The Jewish community is observing Purim, which spans the days of March 19-23. Purim is an observance of Jewish deliverance from genocide harkening back to Esther and the book by her name. This year, it is coincidentally concurrent with much of the Christian Easter celebration, thus bringing Easter and Esther together.
Esther’s Jewish name, Hadassah, as found in Esther 2:7, means "myrtle tree." It is rarely given to Jewish girls. One of the few is the wife of Connecticut senator Joseph Lieberman. She was born of a Jewish parents who survived the Holocaust, perhaps a factor in her unusual moniker. Hadassah is also enshrined as the name of a Jewish woman’s Zionist Society founded in 1912.
The word purim, means "lots" and refers to the method by which wicked Haman in ancient Persia, now southern Iran, determined the best day to exterminate the Jews after Esther’s cousin, Mordecai, refused to honor him. Esther’s intercession before the king allowed the Jews to defend themselves and preserve their race. The next day became one of celebration and gift-giving and is still observed today as Purim.
Although God is not mentioned in the book of Esther, many Bible scholars comment on its contextual significance in Jewish history. Purim stands as a stirring reminder that God’s chosen people are prophetically invincible. Pharaoh tried ethnic cleansing in Egypt, Haman continued the attempt in Persia, Hitler tried it in Germany, and radical Islam seems bent on Jewish genocide today. It’s all for naught as Jeremiah 31:35-37 says.
"Thus says the Lord, who gives the sun for a light by day, the ordinances of the moon and the stars for a light by night, Who disturbs the sea, and its waves roar (the Lord of hosts is His name): ‘If those ordinances depart from before Me, says the Lord, Then the seed of Israel shall also cease from being a nation before Me forever.’ Thus says the Lord: ‘If heaven above can be measured, and the foundations of the earth searched out beneath, I will also cast off all the seed of Israel for all that they have done, says the Lord.’"
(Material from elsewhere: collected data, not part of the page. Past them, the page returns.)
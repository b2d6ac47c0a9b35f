//! フラグメントの所有者（メッセージ）側のインターフェース
//!
//! エディタはフラグメント列を直接書き換えず、`FragmentStore` を通じて置換・削除を依頼する。
//! 編集途中のテキストは `EditScratch` がフラグメントIDごとに保持する。

use crate::error::StoreError;
use crate::fragments::{duplicate_fragments, AttachmentFragment, Fragment, FragmentId};
use std::collections::HashMap;

/// フラグメント列への置換・削除
pub trait FragmentStore {
    /// `fragment_id` のフラグメントを `new_fragment` と入れ替える
    fn replace(&mut self, fragment_id: &FragmentId, new_fragment: Fragment) -> Result<(), StoreError>;

    /// `fragment_id` のフラグメントを取り除く
    fn remove(&mut self, fragment_id: &FragmentId) -> Result<(), StoreError>;
}

/// 編集中テキストの一時バッファ
pub trait EditScratch {
    fn set_edited_text(&mut self, fragment_id: &FragmentId, value: String);

    fn edited_text(&self, fragment_id: &FragmentId) -> Option<&str>;

    fn clear_edited_text(&mut self, fragment_id: &FragmentId);
}

/// エディタが必要とするホスト機能一式
pub trait FragmentHost: FragmentStore + EditScratch {}

impl<T: FragmentStore + EditScratch + ?Sized> FragmentHost for T {}

/// 1メッセージ分のフラグメント列（メモリ内実装）
#[derive(Debug, Clone, Default)]
pub struct MessageFragments {
    fragments: Vec<Fragment>,
    edited: HashMap<FragmentId, String>,
}

impl MessageFragments {
    pub fn new() -> Self {
        Self::default()
    }

    /// 既存のフラグメント列から作成（識別子の重複は拒否）
    pub fn from_fragments(fragments: Vec<Fragment>) -> Result<Self, StoreError> {
        let mut message = Self::new();
        for fragment in fragments {
            message.push(fragment)?;
        }
        Ok(message)
    }

    /// 末尾に追加
    pub fn push(&mut self, fragment: impl Into<Fragment>) -> Result<(), StoreError> {
        let fragment = fragment.into();
        if self.position(fragment.id()).is_some() {
            return Err(StoreError::DuplicateId {
                id: fragment.id().clone(),
            });
        }
        self.fragments.push(fragment);
        Ok(())
    }

    pub fn fragments(&self) -> &[Fragment] {
        &self.fragments
    }

    pub fn len(&self) -> usize {
        self.fragments.len()
    }

    pub fn is_empty(&self) -> bool {
        self.fragments.is_empty()
    }

    pub fn get(&self, fragment_id: &FragmentId) -> Option<&Fragment> {
        self.fragments.iter().find(|fragment| fragment.id() == fragment_id)
    }

    pub fn position(&self, fragment_id: &FragmentId) -> Option<usize> {
        self.fragments
            .iter()
            .position(|fragment| fragment.id() == fragment_id)
    }

    pub fn attachments(&self) -> impl Iterator<Item = &AttachmentFragment> {
        self.fragments.iter().filter_map(Fragment::as_attachment)
    }

    /// 全フラグメントを新しい識別子で複製したメッセージ（編集バッファは引き継がない）
    pub fn duplicate(&self) -> Self {
        Self {
            fragments: duplicate_fragments(&self.fragments),
            edited: HashMap::new(),
        }
    }
}

impl FragmentStore for MessageFragments {
    fn replace(&mut self, fragment_id: &FragmentId, new_fragment: Fragment) -> Result<(), StoreError> {
        let index = self.position(fragment_id).ok_or_else(|| StoreError::NotFound {
            id: fragment_id.clone(),
        })?;

        let clashes = self
            .fragments
            .iter()
            .enumerate()
            .any(|(i, fragment)| i != index && fragment.id() == new_fragment.id());
        if clashes {
            return Err(StoreError::DuplicateId {
                id: new_fragment.id().clone(),
            });
        }

        log::debug!("replace fragment {} with {}", fragment_id, new_fragment.id());
        self.fragments[index] = new_fragment;
        self.edited.remove(fragment_id);
        Ok(())
    }

    fn remove(&mut self, fragment_id: &FragmentId) -> Result<(), StoreError> {
        let index = self.position(fragment_id).ok_or_else(|| StoreError::NotFound {
            id: fragment_id.clone(),
        })?;

        log::debug!("remove fragment {}", fragment_id);
        self.fragments.remove(index);
        self.edited.remove(fragment_id);
        Ok(())
    }
}

impl EditScratch for MessageFragments {
    fn set_edited_text(&mut self, fragment_id: &FragmentId, value: String) {
        self.edited.insert(fragment_id.clone(), value);
    }

    fn edited_text(&self, fragment_id: &FragmentId) -> Option<&str> {
        self.edited.get(fragment_id).map(String::as_str)
    }

    fn clear_edited_text(&mut self, fragment_id: &FragmentId) {
        self.edited.remove(fragment_id);
    }
}

#[cfg(test)]
mod tests {
    use super::*;
    use crate::fragments::{ContentFragment, EmbedMimeType, InlineData};

    fn note(text: &str) -> AttachmentFragment {
        AttachmentFragment::embed("note", "", InlineData::text(text, None), EmbedMimeType::TextPlain, None)
    }

    #[test]
    fn replace_keeps_position_and_clears_scratch() {
        let first = ContentFragment::text("body");
        let attachment = note("old");
        let id = attachment.f_id.clone();
        let mut message = MessageFragments::from_fragments(vec![first.into(), attachment.clone().into()]).unwrap();
        message.set_edited_text(&id, "new".to_string());

        let replacement = attachment.shallow_replace_embed(InlineData::text("new", None));
        let new_id = replacement.f_id.clone();
        message.replace(&id, replacement.into()).unwrap();

        assert_eq!(message.position(&new_id), Some(1));
        assert!(message.get(&id).is_none());
        assert_eq!(message.edited_text(&id), None);
    }

    #[test]
    fn remove_unknown_fragment_fails() {
        let mut message = MessageFragments::new();
        let missing = FragmentId::from("missing0");

        assert_eq!(
            message.remove(&missing),
            Err(StoreError::NotFound { id: missing.clone() })
        );
    }

    #[test]
    fn push_rejects_duplicate_ids() {
        let fragment = ContentFragment::text("x");
        let mut message = MessageFragments::new();
        message.push(fragment.clone()).unwrap();

        assert!(matches!(message.push(fragment), Err(StoreError::DuplicateId { .. })));
    }

    #[test]
    fn replace_rejects_id_of_another_fragment() {
        let a = note("a");
        let b = note("b");
        let mut message = MessageFragments::from_fragments(vec![a.clone().into(), b.clone().into()]).unwrap();

        let result = message.replace(&a.f_id, Fragment::from(b.clone()));
        assert_eq!(result, Err(StoreError::DuplicateId { id: b.f_id.clone() }));
        assert_eq!(message.len(), 2);
    }

    #[test]
    fn duplicated_message_has_new_ids() {
        let message = MessageFragments::from_fragments(vec![note("a").into()]).unwrap();
        let copy = message.duplicate();

        assert_eq!(copy.len(), 1);
        assert_ne!(copy.fragments()[0].id(), message.fragments()[0].id());
        assert_eq!(copy.attachments().count(), 1);
    }
}
//! フラグメントモデルの公開APIテスト
//!
//! 変換・差し替え・複製とシリアライズ形式の検証

use fragdoc::fragments::{
    duplicate_fragments, AttachmentFragment, AttachmentPart, BlobAssetId, ContentFragment,
    ContentPart, DataRef, EmbedMeta, EmbedMimeType, Fragment, ImageRefPart, InlineData,
};
use serde_json::{json, Map};

fn unsupported_parts() -> Vec<ContentPart> {
    let mut args = Map::new();
    args.insert("city".to_string(), json!("Kyoto"));
    vec![
        ContentPart::Error {
            error: "rate limited".to_string(),
        },
        ContentPart::Placeholder {
            p_text: "...".to_string(),
        },
        ContentFragment::tool_call("weather", args.clone()).part,
        ContentFragment::tool_response("weather", args).part,
    ]
}

#[test]
fn unsupported_parts_become_error_embeds() {
    for part in unsupported_parts() {
        let attachment = AttachmentFragment::from_content_part("title", "caption", &part, None);
        let embed = attachment
            .embed_part()
            .unwrap_or_else(|| panic!("expected embed for {}", part.kind()));

        assert!(
            embed.text().contains("is not supported yet."),
            "unexpected text for {}: {}",
            part.kind(),
            embed.text()
        );
        assert!(embed.text().contains(part.kind().as_str()));
        assert_eq!(attachment.title, "Error");
    }
}

#[test]
fn image_part_converts_to_image_attachment() {
    let image = ImageRefPart::new(
        DataRef::dblob(BlobAssetId::new("asset-7"), "image/webp", 1024),
        Some("cat".to_string()),
        Some(64),
        Some(48),
    );
    let attachment = AttachmentFragment::from_content_part(
        "cat.webp",
        "",
        &ContentPart::ImageRef(image.clone()),
        None,
    );

    assert_eq!(attachment.part, AttachmentPart::ImageRef(image));
    assert_eq!(attachment.title, "cat.webp");
}

#[test]
fn shallow_replace_embed_keeps_labels() {
    let original = AttachmentFragment::embed(
        "report.md",
        "from upload",
        InlineData::text("draft", Some("text/markdown".to_string())),
        EmbedMimeType::TextMarkdown,
        Some(EmbedMeta::named("report.md")),
    );

    let replaced = original.shallow_replace_embed(InlineData::text("final", None));

    assert_ne!(replaced.f_id, original.f_id);
    assert_eq!(replaced.title, "report.md");
    assert_eq!(replaced.caption, "from upload");
    assert!(replaced.created >= original.created);

    let embed = replaced.embed_part().unwrap();
    assert_eq!(embed.data, InlineData::text("final", None));
    assert_eq!(embed.emime, EmbedMimeType::TextMarkdown);
    assert_eq!(embed.named_ref(), Some("report.md"));
}

#[test]
fn shallow_replace_text_gets_new_identity() {
    let original = ContentFragment::text("v1");
    let replaced = original.shallow_replace_text("v2");

    assert_ne!(replaced.f_id, original.f_id);
    assert_eq!(replaced.part, ContentPart::Text { text: "v2".to_string() });
}

#[test]
fn duplicate_renews_every_identifier() {
    let fragments: Vec<Fragment> = vec![
        ContentFragment::text("hello").into(),
        ContentFragment::error("boom").into(),
        ContentFragment::image(DataRef::url("https://example.com/a.png"), None, None, None).into(),
        AttachmentFragment::embed("a", "b", InlineData::text("c", None), EmbedMimeType::TextHtml, None).into(),
    ];

    let copies = duplicate_fragments(&fragments);

    assert_eq!(copies.len(), fragments.len());
    for (copy, original) in copies.iter().zip(&fragments) {
        assert_ne!(copy.id(), original.id());
        assert_eq!(copy.part_kind(), original.part_kind());
        match (copy, original) {
            (Fragment::Content(c), Fragment::Content(o)) => assert_eq!(c.part, o.part),
            (Fragment::Attachment(c), Fragment::Attachment(o)) => {
                assert_eq!(c.title, o.title);
                assert_eq!(c.caption, o.caption);
                assert_eq!(c.created, o.created);
                assert_eq!(c.part, o.part);
            }
            _ => panic!("fragment kind changed during duplication"),
        }
    }
}

#[test]
fn type_guards() {
    let content: Fragment = ContentFragment::placeholder("wait").into();
    let attachment: Fragment =
        AttachmentFragment::image("i", "", DataRef::url("https://x/i.png"), None, None, None).into();

    assert!(content.is_content());
    assert!(!content.is_attachment());
    assert!(attachment.is_attachment());
    assert!(attachment.as_attachment().unwrap().part.is_image_ref());
    assert!(content.as_attachment().is_none());
}

#[test]
fn attachment_round_trips_through_json() {
    let fragment: Fragment = AttachmentFragment::embed(
        "lib.rs",
        "",
        InlineData::text("pub fn f() {}", None),
        EmbedMimeType::TextPlain,
        Some(EmbedMeta::named("lib.rs").with_code_language("rust")),
    )
    .into();

    let value = serde_json::to_value(&fragment).unwrap();
    assert_eq!(value["ft"], json!("attachment"));
    assert_eq!(value["title"], json!("lib.rs"));
    assert_eq!(value["caption"], json!(""));
    assert_eq!(value["part"]["pt"], json!("embed"));
    assert_eq!(value["part"]["emeta"]["codeLanguage"], json!("rust"));

    let parsed: Fragment = serde_json::from_value(value).unwrap();
    assert_eq!(parsed, fragment);
}

#[test]
fn parses_stored_message_fragments() {
    let stored = json!([
        { "ft": "content", "fId": "aaaa1111", "part": { "pt": "text", "text": "hi" } },
        {
            "ft": "attachment", "fId": "bbbb2222", "title": "photo", "caption": "", "created": 1700000000000u64,
            "part": {
                "pt": "image_ref",
                "dataRef": { "reftype": "url", "url": "https://example.com/p.jpg" },
                "altText": "a photo"
            }
        }
    ]);

    let fragments: Vec<Fragment> = serde_json::from_value(stored).unwrap();

    assert_eq!(fragments[0].id().as_str(), "aaaa1111");
    let photo = fragments[1].as_attachment().unwrap();
    match &photo.part {
        AttachmentPart::ImageRef(image) => {
            assert_eq!(image.alt_text.as_deref(), Some("a photo"));
            assert_eq!(image.width, None);
        }
        other => panic!("unexpected part {:?}", other),
    }
}
//! メッセージパート
//!
//! フラグメントの中身。コンテンツ用とアタッチメント用で許されるパートの集合が異なり、
//! それぞれ別のenumで表現する（画像参照は両方に現れる）。

use super::data::{DataRef, InlineData};
use serde::{Deserialize, Serialize};
use serde_json::{Map, Value};
use std::fmt;

/// パート種別（シリアライズ時のタグと同じ文字列を持つ）
#[derive(Debug, Clone, Copy, PartialEq, Eq, Hash)]
pub enum PartKind {
    Embed,
    Error,
    ImageRef,
    Placeholder,
    Text,
    ToolCall,
    ToolResponse,
}

impl PartKind {
    pub const fn as_str(self) -> &'static str {
        match self {
            PartKind::Embed => "embed",
            PartKind::Error => "error",
            PartKind::ImageRef => "image_ref",
            PartKind::Placeholder => "ph",
            PartKind::Text => "text",
            PartKind::ToolCall => "tool_call",
            PartKind::ToolResponse => "tool_response",
        }
    }
}

impl fmt::Display for PartKind {
    fn fmt(&self, f: &mut fmt::Formatter<'_>) -> fmt::Result {
        f.write_str(self.as_str())
    }
}

/// 埋め込みデータのMIMEタイプ
#[derive(Debug, Clone, Copy, PartialEq, Eq, Hash, Serialize, Deserialize)]
pub enum EmbedMimeType {
    /// クリップボード貼り付けなど
    #[serde(rename = "text/plain")]
    TextPlain,
    #[serde(rename = "text/html")]
    TextHtml,
    #[serde(rename = "text/markdown")]
    TextMarkdown,
    /// 画像・PDFから抽出したテキスト
    #[serde(rename = "application/vnd.agi.ocr")]
    AgiOcr,
    /// 再添付されたメッセージ
    #[serde(rename = "application/vnd.agi.ego")]
    AgiEgo,
}

impl EmbedMimeType {
    pub const fn as_str(self) -> &'static str {
        match self {
            EmbedMimeType::TextPlain => "text/plain",
            EmbedMimeType::TextHtml => "text/html",
            EmbedMimeType::TextMarkdown => "text/markdown",
            EmbedMimeType::AgiOcr => "application/vnd.agi.ocr",
            EmbedMimeType::AgiEgo => "application/vnd.agi.ego",
        }
    }
}

impl fmt::Display for EmbedMimeType {
    fn fmt(&self, f: &mut fmt::Formatter<'_>) -> fmt::Result {
        f.write_str(self.as_str())
    }
}

/// OCRの抽出元
#[derive(Debug, Clone, Copy, PartialEq, Eq, Hash, Serialize, Deserialize)]
#[serde(rename_all = "lowercase")]
pub enum OcrSource {
    Image,
    Pdf,
}

/// 埋め込みの付帯情報
#[derive(Debug, Clone, Default, PartialEq, Eq, Serialize, Deserialize)]
#[serde(rename_all = "camelCase")]
pub struct EmbedMeta {
    /// 名前付き参照（ファイル名など）
    #[serde(default, skip_serializing_if = "Option::is_none")]
    pub named_ref: Option<String>,
    #[serde(default, skip_serializing_if = "Option::is_none")]
    pub code_language: Option<String>,
    #[serde(default, skip_serializing_if = "Option::is_none")]
    pub ocr_source: Option<OcrSource>,
}

impl EmbedMeta {
    pub fn named(named_ref: impl Into<String>) -> Self {
        Self {
            named_ref: Some(named_ref.into()),
            ..Self::default()
        }
    }

    pub fn with_code_language(mut self, language: impl Into<String>) -> Self {
        self.code_language = Some(language.into());
        self
    }

    pub fn with_ocr_source(mut self, source: OcrSource) -> Self {
        self.ocr_source = Some(source);
        self
    }
}

/// 埋め込みパート
#[derive(Debug, Clone, PartialEq, Eq, Serialize, Deserialize)]
pub struct EmbedPart {
    pub data: InlineData,
    pub emime: EmbedMimeType,
    #[serde(default, skip_serializing_if = "Option::is_none")]
    pub emeta: Option<EmbedMeta>,
}

impl EmbedPart {
    pub fn new(data: InlineData, emime: EmbedMimeType, emeta: Option<EmbedMeta>) -> Self {
        Self { data, emime, emeta }
    }

    pub fn text(&self) -> &str {
        self.data.as_text()
    }

    pub fn named_ref(&self) -> Option<&str> {
        self.emeta.as_ref().and_then(|meta| meta.named_ref.as_deref())
    }
}

/// 画像参照パート
#[derive(Debug, Clone, PartialEq, Eq, Serialize, Deserialize)]
#[serde(rename_all = "camelCase")]
pub struct ImageRefPart {
    pub data_ref: DataRef,
    #[serde(default, skip_serializing_if = "Option::is_none")]
    pub alt_text: Option<String>,
    #[serde(default, skip_serializing_if = "Option::is_none")]
    pub width: Option<u32>,
    #[serde(default, skip_serializing_if = "Option::is_none")]
    pub height: Option<u32>,
}

impl ImageRefPart {
    pub fn new(
        data_ref: DataRef,
        alt_text: Option<String>,
        width: Option<u32>,
        height: Option<u32>,
    ) -> Self {
        Self {
            data_ref,
            alt_text,
            width,
            height,
        }
    }
}

/// ツール呼び出し（開発者向け表示）
#[derive(Debug, Clone, PartialEq, Serialize, Deserialize)]
pub struct ToolCallPart {
    pub function: String,
    pub args: Map<String, Value>,
}

/// ツール応答（開発者向け表示）
#[derive(Debug, Clone, PartialEq, Serialize, Deserialize)]
pub struct ToolResponsePart {
    pub function: String,
    pub response: Map<String, Value>,
}

/// コンテンツフラグメントのパート
#[derive(Debug, Clone, PartialEq, Serialize, Deserialize)]
#[serde(tag = "pt")]
pub enum ContentPart {
    /// アプリケーション側の問題を示す赤いメッセージ
    #[serde(rename = "error")]
    Error { error: String },

    #[serde(rename = "image_ref")]
    ImageRef(ImageRefPart),

    /// 後で別のパートに置き換えられる仮表示
    #[serde(rename = "ph")]
    Placeholder {
        #[serde(rename = "pText")]
        p_text: String,
    },

    #[serde(rename = "text")]
    Text { text: String },

    #[serde(rename = "tool_call")]
    ToolCall(ToolCallPart),

    #[serde(rename = "tool_response")]
    ToolResponse(ToolResponsePart),
}

impl ContentPart {
    pub fn kind(&self) -> PartKind {
        match self {
            ContentPart::Error { .. } => PartKind::Error,
            ContentPart::ImageRef(_) => PartKind::ImageRef,
            ContentPart::Placeholder { .. } => PartKind::Placeholder,
            ContentPart::Text { .. } => PartKind::Text,
            ContentPart::ToolCall(_) => PartKind::ToolCall,
            ContentPart::ToolResponse(_) => PartKind::ToolResponse,
        }
    }

    pub fn is_image_ref(&self) -> bool {
        matches!(self, ContentPart::ImageRef(_))
    }

    pub fn is_text(&self) -> bool {
        matches!(self, ContentPart::Text { .. })
    }
}

/// アタッチメントフラグメントのパート
#[derive(Debug, Clone, PartialEq, Eq, Serialize, Deserialize)]
#[serde(tag = "pt")]
pub enum AttachmentPart {
    #[serde(rename = "embed")]
    Embed(EmbedPart),

    #[serde(rename = "image_ref")]
    ImageRef(ImageRefPart),
}

impl AttachmentPart {
    pub fn kind(&self) -> PartKind {
        match self {
            AttachmentPart::Embed(_) => PartKind::Embed,
            AttachmentPart::ImageRef(_) => PartKind::ImageRef,
        }
    }

    pub fn is_image_ref(&self) -> bool {
        matches!(self, AttachmentPart::ImageRef(_))
    }

    pub fn as_embed(&self) -> Option<&EmbedPart> {
        match self {
            AttachmentPart::Embed(embed) => Some(embed),
            AttachmentPart::ImageRef(_) => None,
        }
    }
}

#[cfg(test)]
mod tests {
    use super::*;
    use serde_json::json;

    #[test]
    fn part_kind_strings_match_wire_tags() {
        let part = ContentPart::Placeholder {
            p_text: "thinking".to_string(),
        };
        let value = serde_json::to_value(&part).unwrap();

        assert_eq!(value["pt"], json!(part.kind().as_str()));
        assert_eq!(value["pText"], json!("thinking"));
    }

    #[test]
    fn embed_part_serializes_mime_and_meta() {
        let part = AttachmentPart::Embed(EmbedPart::new(
            InlineData::text("fn main() {}", None),
            EmbedMimeType::TextPlain,
            Some(EmbedMeta::named("main.rs").with_code_language("rust")),
        ));

        assert_eq!(
            serde_json::to_value(&part).unwrap(),
            json!({
                "pt": "embed",
                "data": { "idt": "text", "text": "fn main() {}" },
                "emime": "text/plain",
                "emeta": { "namedRef": "main.rs", "codeLanguage": "rust" }
            })
        );
    }

    #[test]
    fn image_guards() {
        let image = ImageRefPart::new(DataRef::url("https://example.com/a.png"), None, None, None);

        assert!(ContentPart::ImageRef(image.clone()).is_image_ref());
        assert!(AttachmentPart::ImageRef(image).is_image_ref());
        assert!(!ContentPart::Text { text: "x".into() }.is_image_ref());
    }
}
This is a solemn national promise that ethnic Israel will exist through the end times. No pogrom or genocide will prevail, and those so engaged will not prosper. Ethnic Israel must exist as long as the sun, moon, stars and tides continue in order to fulfill a national rebirth predicted in Ezekiel 37 and which occurred in 1948. They must retain their identity to rebuild a Temple in which Antichrist declares himself God as II Thessalonians 2:4 predicts and Revelation 11:2 implies. They must be a national entity to fulfill end-time attacks against them (Zechariah 14), their national repentance (Zech. 12:10) and the sealing of 144,000 in a future Tribulation time (Rev. 7).
This might be a good time to read the entire book of Esther. Purim fortifies our appreciation of the integrity of God and the certainty of prophecy—a celebration largely overlooked by evangelical Christians.